Hey y’all, Voices here with yet another BattleTech product review. This time, we’re taking a look at the recently-released Hexpack: Cities and Roads, companion to 2009’s Hexpack: Lakes and Rivers.
As many of you may know and most of you likely don’t, BattleTech as a system resolves attacks solely at the attacker’s luck with dice; that is, odd circumstances (ie, anything not a straight shot across open ground) modifies the needed minimum roll on 2D6, up (negatively, as a penalty) or down (positively, as a benefit). The two most common methods for the defender to force penalties on the attacker’s target number are movement and cover.
Unlike a lot of games, BattleTech makes very little difference between cover (something hard that will impede shots as well as line of sight) and concealment (soft stuff that solely makes you harder to see); the only real denominating difference is when any of this obscurement cancels out line of sight. The partial cover mechanic marginally provides a difference between cover-that-doesn’t-completely-hide and concealment.
And, honestly, I have to say that buildings are very good for that; they take damage, and will continue to penalize the attacker or flat-out deny LOS until they are destroyed.
As a player, I love this set; it has most everything I wanted, since I’m a junkie for the larger autocannons and the favorite playground or those weapons…massively dense urban terrain that forces cat-and-mouse games (my favorite ‘Mech is the Victor, a favorite of the old BT writers). And when the month rolls around, I’m gonna see if I can scrounge up the $30 this set retails for…but enough about BT, tactical theory, and eighty ton white metal robots, let’s get on to the busy business of an actual product review!
The pack comes with four thick-cardstock sheets full of punchable double-sided terrain tiles that are sized to fit over all printed mapsheets without any difficulty. The variation in tile size and shape is pretty broad within the necessary confines–it must be able to fit into a hexagonal base arrangement of some variety–and the classification of building on the tiles is equally so. About half of the punchable tiles are buildings; the rest divide between roads of varying length and woods of varying density. This is a set for taking that boring old mapsheet and putting a small village in the middle of it to fight over. It’s great for changing the layout of a preexisting mapsheet or creating your own urban nightmare for your Big Stompy Robots to stomp (*stomp stomp stomp*) around, over, and through.

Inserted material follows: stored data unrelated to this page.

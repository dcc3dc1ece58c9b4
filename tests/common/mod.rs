//! Shared helpers for integration tests

#![allow(dead_code)]

use std::path::Path;
use std::sync::Arc;
use std::time::Duration;

use bytes::Bytes;
use tokio::io::{AsyncReadExt, AsyncWriteExt};
use tokio::net::{TcpListener, TcpStream};
use tokio::sync::{mpsc, oneshot};
use tokio::time::Instant;
use voice_relay::config::{ServerConfig, TimeoutConfig};
use voice_relay::core::session::{MessageRoute, SessionHandle, Utterance, UtteranceBuffer};
use voice_relay::state::AppState;
use wiremock::MockServer;

pub const STT_PATH: &str = "/transcribe";
pub const TTS_PATH: &str = "/api/tts";
pub const WEBHOOK_PATH: &str = "/webhook/voice";

/// Configuration pointing every service at `server`
pub fn test_config(server: &MockServer, temp_dir: &Path, with_webhook: bool) -> ServerConfig {
    ServerConfig {
        host: "127.0.0.1".to_string(),
        port: 0,
        automation_webhook_url: with_webhook.then(|| format!("{}{}", server.uri(), WEBHOOK_PATH)),
        stt_url: format!("{}{}", server.uri(), STT_PATH),
        tts_url: format!("{}{}", server.uri(), TTS_PATH),
        audio_temp_dir: temp_dir.to_path_buf(),
        timeouts: TimeoutConfig {
            automation: Duration::from_millis(500),
            ..TimeoutConfig::default()
        },
        allow_insecure_tls: false,
        cors_allowed_origins: None,
    }
}

pub fn test_state(server: &MockServer, temp_dir: &Path, with_webhook: bool) -> Arc<AppState> {
    AppState::new(test_config(server, temp_dir, with_webhook)).expect("state")
}

/// Register a fake client connection and return its outbound queue
pub fn connect_session(state: &AppState, session_id: &str) -> mpsc::Receiver<MessageRoute> {
    let (tx, rx) = mpsc::channel(32);
    state
        .sessions()
        .register(SessionHandle::new(session_id, tx));
    rx
}

/// A finalized utterance holding `audio`
pub fn utterance(audio: &'static [u8]) -> Utterance {
    let mut buffer = UtteranceBuffer::new(Duration::from_secs(1));
    buffer.push(Bytes::from_static(audio), Instant::now());
    buffer.finalize().expect("utterance")
}

/// Next queued frame, failing the test if none arrives in time
pub async fn next_route(rx: &mut mpsc::Receiver<MessageRoute>) -> MessageRoute {
    tokio::time::timeout(Duration::from_secs(5), rx.recv())
        .await
        .expect("timed out waiting for frame")
        .expect("session channel closed")
}

/// Next queued frame as JSON
pub async fn next_json(rx: &mut mpsc::Receiver<MessageRoute>) -> serde_json::Value {
    match next_route(rx).await {
        MessageRoute::Outgoing(message) => serde_json::to_value(message).expect("serializable"),
        MessageRoute::Audio(data) => panic!("expected JSON frame, got {} audio bytes", data.len()),
    }
}

/// Next queued frame as audio
pub async fn next_audio(rx: &mut mpsc::Receiver<MessageRoute>) -> Bytes {
    match next_route(rx).await {
        MessageRoute::Audio(data) => data,
        MessageRoute::Outgoing(message) => panic!("expected audio frame, got {message:?}"),
    }
}

pub fn dir_is_empty(dir: &Path) -> bool {
    std::fs::read_dir(dir)
        .map(|mut entries| entries.next().is_none())
        .unwrap_or(true)
}

/// Raw TTS endpoint for stream failure cases
///
/// Answers a single request with `audio/wav` headers announcing
/// `content_length` bytes and then writes `head`. With `tail` set, the rest
/// of the body is written once the receiver fires; otherwise the connection
/// is closed right after `head`. Returns the TTS URL.
pub async fn spawn_raw_tts(
    content_length: usize,
    head: &'static [u8],
    tail: Option<(oneshot::Receiver<()>, &'static [u8])>,
) -> String {
    let listener = TcpListener::bind("127.0.0.1:0").await.expect("bind");
    let addr = listener.local_addr().expect("local addr");
    tokio::spawn(async move {
        let Ok((mut stream, _)) = listener.accept().await else {
            return;
        };
        read_request(&mut stream).await;

        let headers = format!(
            "HTTP/1.1 200 OK\r\ncontent-type: audio/wav\r\ncontent-length: {content_length}\r\nconnection: close\r\n\r\n"
        );
        if stream.write_all(headers.as_bytes()).await.is_err()
            || stream.write_all(head).await.is_err()
            || stream.flush().await.is_err()
        {
            return;
        }

        if let Some((release, rest)) = tail {
            let _ = release.await;
            let _ = stream.write_all(rest).await;
            let _ = stream.flush().await;
        }
        let _ = stream.shutdown().await;
    });
    format!("http://{addr}{TTS_PATH}")
}

async fn read_request(stream: &mut TcpStream) {
    let mut request = Vec::new();
    let mut chunk = [0u8; 1024];
    loop {
        let n = match stream.read(&mut chunk).await {
            Ok(0) | Err(_) => return,
            Ok(n) => n,
        };
        request.extend_from_slice(&chunk[..n]);
        let Some(end) = request.windows(4).position(|w| w == b"\r\n\r\n") else {
            continue;
        };
        let head = String::from_utf8_lossy(&request[..end]).to_ascii_lowercase();
        let body_len = head
            .lines()
            .find_map(|line| line.strip_prefix("content-length:"))
            .and_then(|value| value.trim().parse::<usize>().ok())
            .unwrap_or(0);
        if request.len() >= end + 4 + body_len {
            return;
        }
    }
}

To make it even better, the other item in this set is yet another double-sided, folding cardstock map like the pair in the Intro Box Set; in this case, however, it provides a city street grid on one side and the classic dense-urban “downtown” map from the late ’90s on the reverse.

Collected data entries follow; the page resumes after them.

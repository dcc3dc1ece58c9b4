//! Wire messages exchanged with voice clients
//!
//! Control frames are JSON text; audio travels as binary frames.
//!
//! ## Client → Server
//! - `{"event": "audioEnd"}`: finalize the buffered utterance now
//! - Binary frames: raw recorded audio chunks (codec opaque to the server)
//!
//! ## Server → Client
//! - `{"event": "audioEnd"}`: end of one synthesized audio reply
//! - `{"event": "noSpeechDetected"}`: the last utterance produced no transcript
//! - `{"type": "error", "source": ..., "message": ...}`
//! - `{"type": "textResponse", "text": ..., "error"?: ...}`
//! - `{"type": "directResponse", "text": ...}`
//! - Binary frames: one complete synthesized-audio payload per reply

use bytes::Bytes;
use serde::{Deserialize, Serialize};
use thiserror::Error;

/// Maximum allowed size for a control frame (4 KB)
pub const MAX_CONTROL_MESSAGE_SIZE: usize = 4 * 1024;

// =============================================================================
// Incoming Messages (Client -> Server)
// =============================================================================

/// Control messages sent by the client
#[derive(Debug, Clone, PartialEq, Eq, Deserialize, Serialize)]
#[serde(tag = "event")]
pub enum IncomingMessage {
    /// Client finished speaking; finalize whatever is buffered
    #[serde(rename = "audioEnd")]
    AudioEnd,
}

/// Malformed or oversized control frame from a client
#[derive(Debug, Error)]
pub enum ProtocolError {
    #[error("Control message too large: {size} bytes (max: {max} bytes)")]
    TooLarge { size: usize, max: usize },

    #[error("Invalid control message: {0}")]
    InvalidJson(#[from] serde_json::Error),
}

impl IncomingMessage {
    /// Parse a text frame into a control message
    pub fn parse(text: &str) -> Result<Self, ProtocolError> {
        if text.len() > MAX_CONTROL_MESSAGE_SIZE {
            return Err(ProtocolError::TooLarge {
                size: text.len(),
                max: MAX_CONTROL_MESSAGE_SIZE,
            });
        }
        Ok(serde_json::from_str(text)?)
    }
}

// =============================================================================
// Outgoing Messages (Server -> Client)
// =============================================================================

/// Component that produced an error frame
#[derive(Debug, Clone, Copy, PartialEq, Eq, Serialize)]
pub enum ErrorSource {
    /// Synthesis of an automation reply failed before audio started
    #[serde(rename = "tts")]
    Tts,
    /// Audio stream of an automation reply broke mid-transfer
    #[serde(rename = "tts-stream")]
    TtsStream,
    /// Audio stream of a fallback reply broke mid-transfer
    #[serde(rename = "tts-direct-stream")]
    TtsDirectStream,
    /// Transcription failed
    #[serde(rename = "stt")]
    Stt,
    /// Fallback reply could not be synthesized
    #[serde(rename = "direct")]
    Direct,
}

/// Events carried under the `event` key
#[derive(Debug, Clone, Copy, PartialEq, Eq, Serialize)]
#[serde(rename_all = "camelCase")]
pub enum ServerEvent {
    AudioEnd,
    NoSpeechDetected,
}

/// Typed frames carried under the `type` key
#[derive(Debug, Clone, PartialEq, Eq, Serialize)]
#[serde(tag = "type", rename_all = "camelCase")]
pub enum TypedMessage {
    Error {
        source: ErrorSource,
        message: String,
    },
    TextResponse {
        text: String,
        #[serde(skip_serializing_if = "Option::is_none")]
        error: Option<String>,
    },
    DirectResponse {
        text: String,
    },
}

/// Outgoing JSON control frames
#[derive(Debug, Clone, PartialEq, Eq, Serialize)]
#[serde(untagged)]
pub enum OutgoingMessage {
    Event { event: ServerEvent },
    Typed(TypedMessage),
}

impl OutgoingMessage {
    pub fn audio_end() -> Self {
        Self::Event {
            event: ServerEvent::AudioEnd,
        }
    }

    pub fn no_speech_detected() -> Self {
        Self::Event {
            event: ServerEvent::NoSpeechDetected,
        }
    }

    pub fn error(source: ErrorSource, message: impl Into<String>) -> Self {
        Self::Typed(TypedMessage::Error {
            source,
            message: message.into(),
        })
    }

    pub fn text_response(text: impl Into<String>, error: Option<String>) -> Self {
        Self::Typed(TypedMessage::TextResponse {
            text: text.into(),
            error,
        })
    }

    pub fn direct_response(text: impl Into<String>) -> Self {
        Self::Typed(TypedMessage::DirectResponse { text: text.into() })
    }
}

// =============================================================================
// Message Routing
// =============================================================================

/// Frames queued for the per-connection sender task
#[derive(Debug, Clone)]
pub enum MessageRoute {
    /// JSON text message
    Outgoing(OutgoingMessage),
    /// Binary audio data
    Audio(Bytes),
}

There’s also a small booklet in the pack with some additional rules and several scenarios, a gratifying thing to have around; and the entire set is package in a clear plastic bin that slips inside a light card cover.

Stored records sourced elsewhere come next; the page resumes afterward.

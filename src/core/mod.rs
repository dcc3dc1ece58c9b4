pub mod automation;
pub mod pipeline;
pub mod session;
pub mod stt;
pub mod tts;
mod upstream;

// Re-export commonly used types for convenience
pub use automation::{AutomationRelay, RelayError, RelayOutcome, SkipReason};
pub use pipeline::{ReplyDispatch, VoicePipeline};
pub use session::{
    ErrorSource, MessageRoute, OutgoingMessage, SessionHandle, SessionRegistry, Utterance,
    UtteranceBuffer,
};
pub use stt::{TranscriptionClient, TranscriptionError};
pub use tts::{SpeechSynthesizer, SynthesisError};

But none of these are the best part! No no no, the best part is that, for most of the building tiles, the reverse of each is a Rubble tile that impedes movement but not weapons fire, perfect for those times when you just want to blow the garbage out of the building instead of maneuvering around, above, or straight through it!
Yes, I know, its still a cardboard set in this modern day of resin and plastic terrain everywhere else in wargaming. Still, Battletech is the very definition of old-school fun. More than you would think, and I really love that nostalgic feel in my gaming now and then.
And that’s the end of the review, gentle readers, of the BattleTech Hexpack: Cities and Roads. I’m All Voices Anonymous, and I’ll catch y’all here at the same Bat-time and same Bat-channel.